MATERIAL FOR THIS TASK:
══════════════════════════════

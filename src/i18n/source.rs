use anyhow::{anyhow, Context, Result};
use std::future::Future;
use std::path::PathBuf;
use std::pin::Pin;
use std::time::Duration;

use crate::languages::Language;
use crate::settings::Settings;

include!(concat!(env!("OUT_DIR"), "/embedded_locales.rs"));

pub type LocaleFuture = Pin<Box<dyn Future<Output = Result<String>> + Send>>;

/// Where locale files come from. One resource per language code.
pub trait LocaleSource: Send + Sync {
    fn fetch(&self, language: Language) -> LocaleFuture;
}

/// Locale files compiled into the binary from `src/locales`.
#[derive(Debug, Clone, Default)]
pub struct EmbeddedLocales;

impl LocaleSource for EmbeddedLocales {
    fn fetch(&self, language: Language) -> LocaleFuture {
        let raw = embedded_locale(language.code());
        Box::pin(async move {
            raw.map(str::to_string)
                .ok_or_else(|| anyhow!("no embedded locale for '{}'", language))
        })
    }
}

#[derive(Debug, Clone)]
pub struct DirectoryLocales {
    dir: PathBuf,
}

impl DirectoryLocales {
    pub fn new(dir: impl Into<PathBuf>) -> Self {
        Self { dir: dir.into() }
    }
}

impl LocaleSource for DirectoryLocales {
    fn fetch(&self, language: Language) -> LocaleFuture {
        let path = self.dir.join(format!("{}.json", language.code()));
        Box::pin(async move {
            tokio::fs::read_to_string(&path)
                .await
                .with_context(|| format!("failed to read locale file: {}", path.display()))
        })
    }
}

#[derive(Debug, Clone)]
pub struct HttpLocales {
    base_url: String,
    timeout: Duration,
}

impl HttpLocales {
    pub fn new(base_url: impl Into<String>, timeout: Duration) -> Self {
        Self {
            base_url: base_url.into(),
            timeout,
        }
    }

    fn url_for(&self, language: Language) -> String {
        format!(
            "{}/{}.json",
            self.base_url.trim_end_matches('/'),
            language.code()
        )
    }
}

impl LocaleSource for HttpLocales {
    fn fetch(&self, language: Language) -> LocaleFuture {
        let url = self.url_for(language);
        let timeout = self.timeout;
        Box::pin(async move {
            let client = reqwest::Client::builder()
                .timeout(timeout)
                .build()
                .with_context(|| "failed to build HTTP client")?;
            let response = client
                .get(&url)
                .send()
                .await
                .with_context(|| format!("failed to fetch locale: {}", url))?;
            let status = response.status();
            if !status.is_success() {
                return Err(anyhow!("failed to fetch locale {} ({})", url, status));
            }
            response
                .text()
                .await
                .with_context(|| format!("failed to read locale body: {}", url))
        })
    }
}

/// `[locales] url` wins over `[locales] dir`; neither means embedded files.
pub fn from_settings(settings: &Settings) -> Box<dyn LocaleSource> {
    if let Some(url) = settings.locales_url.as_deref() {
        return Box::new(HttpLocales::new(url, settings.locales_timeout));
    }
    if let Some(dir) = settings.locales_dir.as_deref() {
        return Box::new(DirectoryLocales::new(dir));
    }
    Box::new(EmbeddedLocales)
}

#[cfg(test)]
mod tests {
    use super::*;
    use crate::i18n::{Dictionary, TranslationStore};
    use axum::routing::get;
    use axum::Router;

    #[tokio::test]
    async fn every_language_has_an_embedded_locale() {
        for language in Language::ALL {
            let raw = EmbeddedLocales.fetch(language).await.unwrap();
            let dict = Dictionary::parse(&raw).unwrap();
            assert!(!dict.is_empty(), "{} locale is empty", language);
        }
    }

    #[tokio::test]
    async fn directory_source_reads_code_named_file() {
        let dir = tempfile::tempdir().unwrap();
        std::fs::write(dir.path().join("ja.json"), r#"{"a":"b"}"#).unwrap();
        let source = DirectoryLocales::new(dir.path());

        assert_eq!(source.fetch(Language::Ja).await.unwrap(), r#"{"a":"b"}"#);
        assert!(source.fetch(Language::Zh).await.is_err());
    }

    #[test]
    fn http_source_addresses_by_code() {
        let source = HttpLocales::new("https://example.test/locales/", Duration::from_secs(1));
        assert_eq!(
            source.url_for(Language::Ko),
            "https://example.test/locales/ko.json"
        );
    }

    #[tokio::test]
    async fn http_source_serves_files_and_treats_error_status_as_failure() {
        let app = Router::new().route("/locales/en.json", get(|| async { r#"{"k": "v"}"# }));
        let listener = tokio::net::TcpListener::bind("127.0.0.1:0").await.unwrap();
        let addr = listener.local_addr().unwrap();
        tokio::spawn(async move {
            axum::serve(listener, app).await.unwrap();
        });
        let source = HttpLocales::new(format!("http://{}/locales", addr), Duration::from_secs(5));

        let missing = source.fetch(Language::Ko).await.unwrap_err();
        assert!(missing.to_string().contains("404"), "{:#}", missing);

        let store = TranslationStore::new(source);
        store.load(Language::En).await;
        assert_eq!(store.resolve("k"), "v");
        store.load(Language::Ko).await;
        assert_eq!(store.resolve("k"), "k");
    }
}
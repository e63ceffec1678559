//! Per-language flat string dictionaries.
//!
//! A [`TranslationStore`] holds exactly one active dictionary. Loads replace it
//! wholesale; lookups fail open by returning the key itself, so a missing or
//! broken locale file degrades the output instead of breaking it.

use anyhow::Result;
use rand::seq::IndexedRandom;
use serde::Serialize;
use std::future::Future;
use std::sync::atomic::{AtomicU64, Ordering};
use std::sync::{Arc, PoisonError, RwLock};
use tracing::{debug, info, warn};

mod dictionary;
pub mod source;

pub use dictionary::{interpolate, Dictionary, Entry, Params};
pub use source::{DirectoryLocales, EmbeddedLocales, HttpLocales, LocaleFuture, LocaleSource};

use crate::languages::Language;
use crate::preferences::Preferences;

#[derive(Debug, Clone, Copy, PartialEq, Eq, Serialize)]
#[serde(rename_all = "lowercase")]
pub enum LoadStatus {
    Loading,
    Ready,
}

#[derive(Debug)]
struct Snapshot {
    language: Option<Language>,
    status: LoadStatus,
    dictionary: Arc<Dictionary>,
}

impl Snapshot {
    fn pending(language: Option<Language>) -> Self {
        Self {
            language,
            status: LoadStatus::Loading,
            dictionary: Arc::new(Dictionary::default()),
        }
    }
}

pub struct TranslationStore {
    source: Box<dyn LocaleSource>,
    preferences: Option<Preferences>,
    generation: AtomicU64,
    current: RwLock<Arc<Snapshot>>,
}

impl TranslationStore {
    pub fn new(source: impl LocaleSource + 'static) -> Self {
        Self::from_boxed(Box::new(source))
    }

    pub fn from_boxed(source: Box<dyn LocaleSource>) -> Self {
        Self {
            source,
            preferences: None,
            generation: AtomicU64::new(0),
            current: RwLock::new(Arc::new(Snapshot::pending(None))),
        }
    }

    pub fn with_preferences(mut self, preferences: Preferences) -> Self {
        self.preferences = Some(preferences);
        self
    }

    /// Language to start a session with: the persisted choice, else `fallback`.
    pub fn initial_language(&self, fallback: Language) -> Language {
        self.preferences
            .as_ref()
            .and_then(Preferences::last_language)
            .unwrap_or(fallback)
    }

    pub fn status(&self) -> LoadStatus {
        self.snapshot().status
    }

    /// The most recently requested language, loaded or not.
    pub fn language(&self) -> Option<Language> {
        self.snapshot().language
    }

    /// Starts loading `language`, superseding every earlier load.
    ///
    /// The request is claimed when this is called, not when the future is
    /// first polled, so call order decides which dictionary ends up active.
    pub fn load(&self, language: Language) -> impl Future<Output = ()> + Send + '_ {
        let generation = self.generation.fetch_add(1, Ordering::SeqCst) + 1;
        self.install_if_current(generation, Snapshot::pending(Some(language)));
        debug!("loading translations for {} (generation {})", language, generation);
        let fetch = self.source.fetch(language);
        async move {
            let raw = fetch.await;
            self.finish_load(generation, language, raw);
        }
    }

    /// Persists `language` as the last selection, then loads it.
    pub async fn select(&self, language: Language) {
        if let Some(preferences) = &self.preferences {
            if let Err(err) = preferences.set_last_language(language) {
                warn!("failed to persist language {}: {:#}", language, err);
            }
        }
        self.load(language).await;
    }

    pub fn resolve(&self, key: &str) -> String {
        self.resolve_with(key, &Params::default())
    }

    pub fn resolve_with(&self, key: &str, params: &Params) -> String {
        let snapshot = self.snapshot();
        if snapshot.status == LoadStatus::Loading || snapshot.dictionary.is_empty() {
            return key.to_string();
        }
        let Some(entry) = snapshot.dictionary.get(key) else {
            debug!("translation key '{}' missing for {:?}", key, snapshot.language);
            return key.to_string();
        };
        match entry.as_scalar() {
            Some(value) => interpolate(&value, params),
            None => {
                warn!("translation key '{}' is not a string; returning key", key);
                key.to_string()
            }
        }
    }

    /// List-valued entries. A plain string counts as a one-element list.
    pub fn resolve_list(&self, key: &str) -> Vec<String> {
        let snapshot = self.snapshot();
        if snapshot.status == LoadStatus::Loading {
            return Vec::new();
        }
        match snapshot.dictionary.get(key) {
            Some(Entry::List(items)) => items.clone(),
            Some(Entry::Text(text)) => vec![text.clone()],
            _ => Vec::new(),
        }
    }

    /// A random member of a list-valued entry.
    pub fn pick(&self, key: &str) -> String {
        let items = self.resolve_list(key);
        match items.choose(&mut rand::rng()) {
            Some(item) => item.clone(),
            None => self.resolve(key),
        }
    }

    fn finish_load(&self, generation: u64, language: Language, raw: Result<String>) {
        let dictionary = match raw.and_then(|raw| Dictionary::parse(&raw)) {
            Ok(dictionary) => dictionary,
            Err(err) => {
                warn!("failed to load translations for {}: {:#}", language, err);
                Dictionary::default()
            }
        };
        let entries = dictionary.len();
        let installed = self.install_if_current(
            generation,
            Snapshot {
                language: Some(language),
                status: LoadStatus::Ready,
                dictionary: Arc::new(dictionary),
            },
        );
        if installed {
            info!("translations ready for {} ({} keys)", language, entries);
        } else {
            debug!(
                "discarding superseded translations for {} (generation {})",
                language, generation
            );
        }
    }

    fn install_if_current(&self, generation: u64, snapshot: Snapshot) -> bool {
        let mut current = self
            .current
            .write()
            .unwrap_or_else(PoisonError::into_inner);
        if self.generation.load(Ordering::SeqCst) != generation {
            return false;
        }
        *current = Arc::new(snapshot);
        true
    }

    fn snapshot(&self) -> Arc<Snapshot> {
        self.current
            .read()
            .unwrap_or_else(PoisonError::into_inner)
            .clone()
    }
}

#[cfg(test)]
pub(crate) mod test_support {
    use super::*;
    use anyhow::anyhow;
    use std::collections::HashMap;
    use std::sync::Mutex;
    use tokio::sync::oneshot;

    /// Serves fixed JSON per language.
    pub(crate) struct StaticLocales(pub HashMap<Language, String>);

    impl StaticLocales {
        pub(crate) fn single(language: Language, raw: &str) -> Self {
            Self(HashMap::from([(language, raw.to_string())]))
        }
    }

    impl LocaleSource for StaticLocales {
        fn fetch(&self, language: Language) -> LocaleFuture {
            let raw = self.0.get(&language).cloned();
            Box::pin(async move { raw.ok_or_else(|| anyhow!("no locale for {}", language)) })
        }
    }

    /// Each language answers only when the test sends its body.
    pub(crate) struct GatedLocales(Mutex<HashMap<Language, oneshot::Receiver<String>>>);

    impl GatedLocales {
        pub(crate) fn new(gates: Vec<(Language, oneshot::Receiver<String>)>) -> Self {
            Self(Mutex::new(gates.into_iter().collect()))
        }
    }

    impl LocaleSource for GatedLocales {
        fn fetch(&self, language: Language) -> LocaleFuture {
            let gate = self.0.lock().unwrap().remove(&language);
            Box::pin(async move {
                let gate = gate.ok_or_else(|| anyhow!("no gate for {}", language))?;
                gate.await.map_err(|_| anyhow!("gate for {} dropped", language))
            })
        }
    }

    pub(crate) async fn loaded_store(language: Language, raw: &str) -> TranslationStore {
        let store = TranslationStore::new(StaticLocales::single(language, raw));
        store.load(language).await;
        store
    }
}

══════════════════════════════

YOUR GOAL: All lines from the start of the entries through the line where "pub fn new(dir: impl" sits should be duplicated exactly, with nothing else in the output.

FINISHED TASK:
filename src/i18n/source.rs
use anyhow::{anyhow, Context, Result};
use std::future::Future;
use std::path::PathBuf;
use std::pin::Pin;
use std::time::Duration;

use crate::languages::Language;
use crate::settings::Settings;

include!(concat!(env!("OUT_DIR"), "/embedded_locales.rs"));

pub type LocaleFuture = Pin<Box<dyn Future<Output = Result<String>> + Send>>;

/// Where locale files come from. One resource per language code.
pub trait LocaleSource: Send + Sync {
    fn fetch(&self, language: Language) -> LocaleFuture;
}

/// Locale files compiled into the binary from `src/locales`.
#[derive(Debug, Clone, Default)]
pub struct EmbeddedLocales;

impl LocaleSource for EmbeddedLocales {
    fn fetch(&self, language: Language) -> LocaleFuture {
        let raw = embedded_locale(language.code());
        Box::pin(async move {
            raw.map(str::to_string)
                .ok_or_else(|| anyhow!("no embedded locale for '{}'", language))
        })
    }
}

#[derive(Debug, Clone)]
pub struct DirectoryLocales {
    dir: PathBuf,
}

impl DirectoryLocales {
    pub fn new(dir: impl Into<PathBuf>) -> Self {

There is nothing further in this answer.